C'est en fin d'après-midi que se fera l'apparition du Docteur G. . Il se propose de m'opérer pour faire, comme il dit « le ménage » dans mon abdomen. Il arrive avec une armée de collègues et autres blouses blanches dont pas une ne me sera présentée (mais entrez donc et donnez-vous la peine d'assister à la mise à mort de la bestiole infectée que je ne me sens qu'être à ce moment là ). On fait sortir ma belle-mère et mon mari (et pourquoi au juste ? Surtout mon mari, franchement il avait sa place dans la chambre.. Et moi qui n'ai rien dit. C'est qu'on se sent pieds et poings liés devant l'omnipotent corps médical...) Et voilà ce fameux docteur qui, pour me brosser un rapide et concis portrait de la situation prononce ces mots, jusqu'alors restés fatidiques : « Madame, c'est bien simple : IL Y A LE FEU A LA BARAQUE ! ! ! Mais je peux vous opérer après-demain (jeudi 11 janvier) pour arranger ça. C'est possible. Mais ce sera difficile, il y a des risques ; il faudra peut-être vous poser quelques temps un anus artificiel car j'ai bien peur que vous n'ayez aussi une tumeur du colon (Et allons-y gaîment tant qu'on y est... Si vous avez d'autres trucs artificiels à me poser, ne vous gênez pas !)... Mais je peux vous sortir de là.

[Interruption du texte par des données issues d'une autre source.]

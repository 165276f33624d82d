use std::pin::Pin;
use std::sync::Arc;
use std::time::Duration;

use backoff::ExponentialBackoffBuilder;
use backoff::future::retry_notify;
use plainchat_model::{
    Completion, CompletionRequest, ModelProvider, ModelProviderError,
};
use tracing::Instrument;

type SendRequestResult = Result<Completion, Box<dyn ModelProviderError>>;
type BoxedSendRequestFuture =
    Pin<Box<dyn Future<Output = SendRequestResult> + Send>>;
type HandlerFn =
    Arc<dyn Fn(CompletionRequest) -> BoxedSendRequestFuture + Send + Sync>;

/// How a failed request is retried.
///
/// Only transient failures (timeouts and rate limits) are retried, with
/// exponential backoff. Everything else is returned right away.
#[derive(Clone, Copy, Debug, PartialEq, Eq, Hash)]
pub struct RetryPolicy {
    /// Total attempts including the first one. `1` disables retrying.
    pub max_attempts: u32,
    /// Delay before the first retry.
    pub initial_interval: Duration,
    /// Give up once this much time has passed since the first attempt.
    pub max_elapsed: Duration,
}

impl RetryPolicy {
    /// A policy that never retries.
    pub const NONE: RetryPolicy = RetryPolicy {
        max_attempts: 1,
        initial_interval: Duration::ZERO,
        max_elapsed: Duration::ZERO,
    };
}

impl Default for RetryPolicy {
    #[inline]
    fn default() -> Self {
        Self {
            max_attempts: 3,
            initial_interval: Duration::from_millis(500),
            max_elapsed: Duration::from_secs(30),
        }
    }
}

/// A wrapper around a model provider that retries transient failures
/// and provides a type-erased interface for the other modules.
#[derive(Clone)]
pub struct ModelClient {
    handler_fn: HandlerFn,
}

impl ModelClient {
    /// Wraps a provider with the default [`RetryPolicy`].
    #[inline]
    pub fn new<P: ModelProvider + 'static>(provider: P) -> Self {
        Self::with_retry_policy(provider, RetryPolicy::default())
    }

    /// Wraps a provider.
    pub fn with_retry_policy<P: ModelProvider + 'static>(
        provider: P,
        policy: RetryPolicy,
    ) -> Self {
        // We have to erase the type `P`, since `ModelClient` doesn't have a
        // generic parameter and we don't want it either.
        let provider = Arc::new(provider);
        let handler_fn: HandlerFn = Arc::new(move |req| {
            let provider = Arc::clone(&provider);
            let span = debug_span!(
                "completion",
                model = %req.model(),
                messages = req.messages().len()
            );
            Box::pin(
                async move {
                    trace!("sending request: {req:?}");
                    send_with_retry(provider.as_ref(), &req, policy).await
                }
                .instrument(span),
            )
        });
        Self { handler_fn }
    }

    /// Sends a request and waits for the completion.
    ///
    /// # Cancel safety
    ///
    /// This method is cancel safe. Dropping the future aborts the pending
    /// attempt and any further retries.
    #[inline]
    pub async fn send_request(
        &self,
        req: CompletionRequest,
    ) -> Result<Completion, Box<dyn ModelProviderError>> {
        (self.handler_fn)(req).await
    }
}

async fn send_with_retry<P: ModelProvider>(
    provider: &P,
    req: &CompletionRequest,
    policy: RetryPolicy,
) -> SendRequestResult {
    let backoff = ExponentialBackoffBuilder::new()
        .with_initial_interval(policy.initial_interval)
        .with_max_elapsed_time(Some(policy.max_elapsed))
        .build();

    let mut attempt = 0;
    let operation = || {
        attempt += 1;
        let is_last = attempt >= policy.max_attempts;
        let fut = provider.send_request(req);
        async move {
            fut.await.map_err(|err| {
                if err.kind().is_transient() && !is_last {
                    backoff::Error::transient(err)
                } else {
                    backoff::Error::permanent(err)
                }
            })
        }
    };
    let notify = |err: P::Error, delay: Duration| {
        warn!("request failed ({}), retrying in {delay:?}: {err}", err.kind());
    };

    match retry_notify(backoff, operation, notify).await {
        Ok(completion) => {
            trace!("finished a request");
            Ok(completion)
        }
        Err(err) => {
            error!("got an error: {err:?}");
            Err(Box::new(err))
        }
    }
}

#[cfg(test)]
mod tests {
    use plainchat_model::{
        ErrorKind, Message, TokenLimit, TokenLimitParam,
    };
    use plainchat_test_model::{PresetFailure, PresetReply, TestModelProvider};

    use super::*;

    fn request() -> CompletionRequest {
        CompletionRequest::new(
            "gpt-4o",
            vec![Message::user("Hi")],
            None,
            TokenLimit {
                param: TokenLimitParam::MaxCompletionTokens,
                value: 10,
            },
            false,
        )
    }

    fn fast_policy(max_attempts: u32) -> RetryPolicy {
        RetryPolicy {
            max_attempts,
            initial_interval: Duration::from_millis(1),
            max_elapsed: Duration::from_secs(5),
        }
    }

    #[tokio::test]
    async fn test_send_request() {
        let mut provider = TestModelProvider::default();
        provider.add_text_reply("How are you?");
        let client = ModelClient::new(provider.clone());

        let completion = client.send_request(request()).await.unwrap();
        assert_eq!(completion.text, "How are you?");
        assert_eq!(provider.received_requests(), [request()]);
    }

    #[tokio::test]
    async fn test_retries_transient_errors() {
        let mut provider = TestModelProvider::default();
        provider.add_reply(PresetReply::failure(PresetFailure::RateLimitExceeded));
        provider.add_reply(PresetReply::failure(PresetFailure::Timeout));
        provider.add_text_reply("finally");
        let client =
            ModelClient::with_retry_policy(provider.clone(), fast_policy(3));

        let completion = client.send_request(request()).await.unwrap();
        assert_eq!(completion.text, "finally");
        assert_eq!(provider.received_requests().len(), 3);
    }

    #[tokio::test]
    async fn test_gives_up_after_max_attempts() {
        let mut provider = TestModelProvider::default();
        for _ in 0..5 {
            provider.add_reply(PresetReply::failure(
                PresetFailure::RateLimitExceeded,
            ));
        }
        let client =
            ModelClient::with_retry_policy(provider.clone(), fast_policy(2));

        let err = client.send_request(request()).await.unwrap_err();
        assert_eq!(err.kind(), ErrorKind::RateLimitExceeded);
        assert_eq!(provider.received_requests().len(), 2);
    }

    #[tokio::test]
    async fn test_permanent_errors_are_not_retried() {
        let mut provider = TestModelProvider::default();
        provider.add_reply(PresetReply::failure(PresetFailure::Authentication));
        provider.add_text_reply("never reached");
        let client =
            ModelClient::with_retry_policy(provider.clone(), fast_policy(3));

        let err = client.send_request(request()).await.unwrap_err();
        assert_eq!(err.kind(), ErrorKind::Authentication);
        assert_eq!(provider.received_requests().len(), 1);
    }

    #[tokio::test]
    async fn test_no_retry_policy() {
        let mut provider = TestModelProvider::default();
        provider.add_reply(PresetReply::failure(PresetFailure::Timeout));
        let client =
            ModelClient::with_retry_policy(provider.clone(), RetryPolicy::NONE);

        let err = client.send_request(request()).await.unwrap_err();
        assert_eq!(err.kind(), ErrorKind::Timeout);
        assert_eq!(provider.received_requests().len(), 1);
    }
}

Vous pouvez aussi prendre un autre avis m'enfin il faut vraiment vous dépêcher car la maladie avance vite.» Je lui demande combien de temps j'ai devant moi et il me répond de suite «pas plus de 3 semaines ! Après, je ne réponds plus de rien !»
A ces mots, je fond à nouveau en larmes car je vois bien l'air de gravité qu'ils ont tous et puis je repense à la différence entre le résultat du fameux CA 125 (le marqueur du cancer de l'ovaire) du 12 décembre demandé par l'excellent gynécologue parisien (606) et de l'état du même marqueur à l'avant-veille de passer sur le billard (700 ! sachant que le taux normal ne doit pas dépasser 35 !!! Oui c'est fou, mais j'apprendrai plus tard de la bouche même d'une autre malade que, parfois, ce taux peut monter énormément plus puisque le sien a frôlé les 10 000 ! ! ! ! Alors, 700, au fond, ce n'est pas tant que ça).